By John Wagner, Alan Grant (writing as Rick Clark) and Eric Bradbury
Publisher: Treasury of British Comics / Rebellion
Out: Now
Review by Andrew Darlington
WAR! What is it good for? Absolutely NOTHING!
I was born to the immediate post-war years, grew up through the blitzed rationing austerity into the new thermonuclear Cold War standoff and the seemingly endless TV Vietnam napalm-atrocity on the nightly news-slot. My sympathies were with the CND Peaceniks, and I never attuned easily to the Brit-comic fascination with World War Two. The heroic Space-Age thrills of the sci-fi strips were the ones I became fanatical about.
Of course, back then, there were always the “Battler Britton”, “Commando One” and “Rockfist Rogan” weekly war-stories, and DC Thomson’s long-running monthly Commando picture library title on newsagents’ displays. These 64-page editions began in September 1958 with “Fight Back To Dunkirk”, Number One of War Picture Library, produced for a marginally higher demographic than its weekly counterparts in an attempt to ratchet up the reader age-level. It was followed by Air Ace Picture Library (the first issue titled “Target Top Secret” in January 1960) and War At Sea Picture Library (Number One titled “Devil’s Cargo” in February 1962). Commando itself began in July 1961 with “Walk Or Die” titling its launch issue. Other kids traded them around the schoolyard, and of course I read them, but never got hooked.
The offensive, often near-caricatured Japs and militaristic Germans all seemed like the kind of history old men talked about in the corner of pubs when they’d drunk one too many. Shiny rocket ships and domed Martian colonies were the future I thirsted for.
Battle was a weekly comic launched by IPC – ‘Blasting Into Action’ complete with Free Combat Stickers, the first issue cover dated 8th March 1975, in direct competition to DC Thomson’s successful Warlord. It survived until January 1988, when it was swallowed up by the newly relaunched Eagle.

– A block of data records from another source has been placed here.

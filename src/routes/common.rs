//! Common routes: health, readiness, version.

use crate::state::AppState;
use axum::{extract::State, http::StatusCode, routing::get, Json, Router};
use serde::Serialize;

#[derive(Serialize)]
struct HealthBody {
    status: &'static str,
}

#[derive(Serialize)]
struct ReadyBody {
    status: &'static str,
    database: &'static str,
}

async fn health() -> Json<HealthBody> {
    Json(HealthBody { status: "ok" })
}

async fn ready(State(state): State<AppState>) -> Result<Json<ReadyBody>, (StatusCode, Json<ReadyBody>)> {
    if let Err(e) = state.store.ping().await {
        tracing::warn!(error = %e, "readiness check failed");
        return Err((
            StatusCode::SERVICE_UNAVAILABLE,
            Json(ReadyBody {
                status: "degraded",
                database: "unavailable",
            }),
        ));
    }
    Ok(Json(ReadyBody {
        status: "ok",
        database: "ok",
    }))
}

async fn version() -> Json<serde_json::Value> {
    Json(serde_json::json!({
        "name": env!("CARGO_PKG_NAME"),
        "version": env!("CARGO_PKG_VERSION")
    }))
}

/// GET /health, GET /ready (datastore check), GET /version.
pub fn common_routes(state: AppState) -> Router {
    Router::new()
        .route("/health", get(health))
        .route("/ready", get(ready))
        .route("/version", get(version))
        .with_state(state)
}
//! PetClinic server.
//!
//! With `DATABASE_URL` set the clinic runs on PostgreSQL (database, schema and seed data are
//! created when missing); without it, on the seeded in-memory store.
//!
//! Run from repo root: `cargo run -p petclinic-server`

use petclinic::{app, ensure_database_exists, ensure_schema, seed_if_empty, AppState, MemoryStore, PgStore, Settings};
use tokio::net::TcpListener;

#[tokio::main]
async fn main() -> Result<(), Box<dyn std::error::Error>> {
    dotenvy::dotenv().ok();
    tracing_subscriber::fmt()
        .with_env_filter(
            tracing_subscriber::EnvFilter::try_from_default_env()
                .unwrap_or_else(|_| tracing_subscriber::EnvFilter::new("petclinic=info,tower_http=info")),
        )
        .init();

    let settings = Settings::from_env()?;
    let bind_addr = settings.bind_addr;

    let state = match settings.database_url.clone() {
        Some(database_url) => {
            ensure_database_exists(&database_url).await?;
            let pool = sqlx::postgres::PgPoolOptions::new()
                .max_connections(settings.max_connections)
                .connect(&database_url)
                .await?;
            ensure_schema(&pool).await?;
            if settings.seed_data && seed_if_empty(&pool).await? {
                tracing::info!("seeded empty database");
            }
            AppState::new(PgStore::new(pool), settings)
        }
        None => {
            tracing::warn!("DATABASE_URL not set, using the in-memory store");
            let store = if settings.seed_data {
                MemoryStore::seeded()
            } else {
                MemoryStore::new()
            };
            AppState::new(store, settings)
        }
    };

    let listener = TcpListener::bind(bind_addr).await?;
    tracing::info!("PetClinic listening on http://{}", listener.local_addr()?);
    axum::serve(listener, app(state))
        .with_graceful_shutdown(shutdown_signal())
        .await?;
    Ok(())
}

async fn shutdown_signal() {
    if let Err(e) = tokio::signal::ctrl_c().await {
        tracing::error!(error = %e, "failed to listen for shutdown signal");
        return;
    }
    tracing::info!("shutting down");
}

Initially, Battle consisted largely of gritty second World War tales, and went through a number of variant-title changes, running hard-hitting serials such as Tom Tully’s “Johnny Red”, a British World War Two pilot who finds himself serving on the Eastern Front with the Falcon Squadron. There was “D-Day Dawson” the Sergeant with a bullet lodged next to his heart; given a year to live he becomes “the soldier with a date with death”, illustrated by Geoff Campion.
“Charley’s War” from Pat Mills and Joe Colquhoun – set in World War One, was also reprinted in Eagle, later reclaimed and eulogised by comics historians, while “Lofty’s One-Man Luftwaffe” was later reprinted as bound-in editions with Judge Dredd Megazine. The Gerry Finley-Day scripted “Hellman Of Hammer Force” viewed the war from the German perspective, while the hero of “Fighting Mann’, by Alan Hebden and Cam Kennedy, ventured on an unauthorised quest into the Vietnam War to hunt out his missing son, and even the Falklands debacle provides subject-matter for ‘Invasion!’ by Terence Magee and Jim Watson. As Denis Gifford notes in his The International Book Of Comics (Hamlyn, 1984), “Battle’s lingo tended to be tougher (almost every strip had someone saying ‘Blimey!’, for years a forbidden word in comics), as did its strips.”
“It Would be Mankind’s Last Battle!”
Running from the issues cover dated 26th March to 31st December 1983, if “Invasion: 1984” was an attempt to stretch the warfare-format in new directions, it took care to retain many ingredients familiar to Battle readers. Writers John Wagner and Alan Grant provide scripts that explode into life through Eric Bradbury’s fluid artwork. The TV news-reader announces that ‘The Fantasy Of Science Fiction Writers Has Now Become A Grim Reality!’ Because, as a sci-fi concept, the idea of a fleet of malevolent alien ships attacking planet Earth, much like the Independence Day (1996) movie, was scarcely breaking new ground, and misses out on the plotting detail of familiar themes used by an earlier generation of Space Heroes such as Dan Dare, Jet-Ace Logan, or Captain Condor. A first-contact mission US Space Shuttle Columbia is destroyed, and British war-planes, scrambled to intercept the intruder fleet at the end of the first episode are smashed by energy-beams in the opening frames of the second.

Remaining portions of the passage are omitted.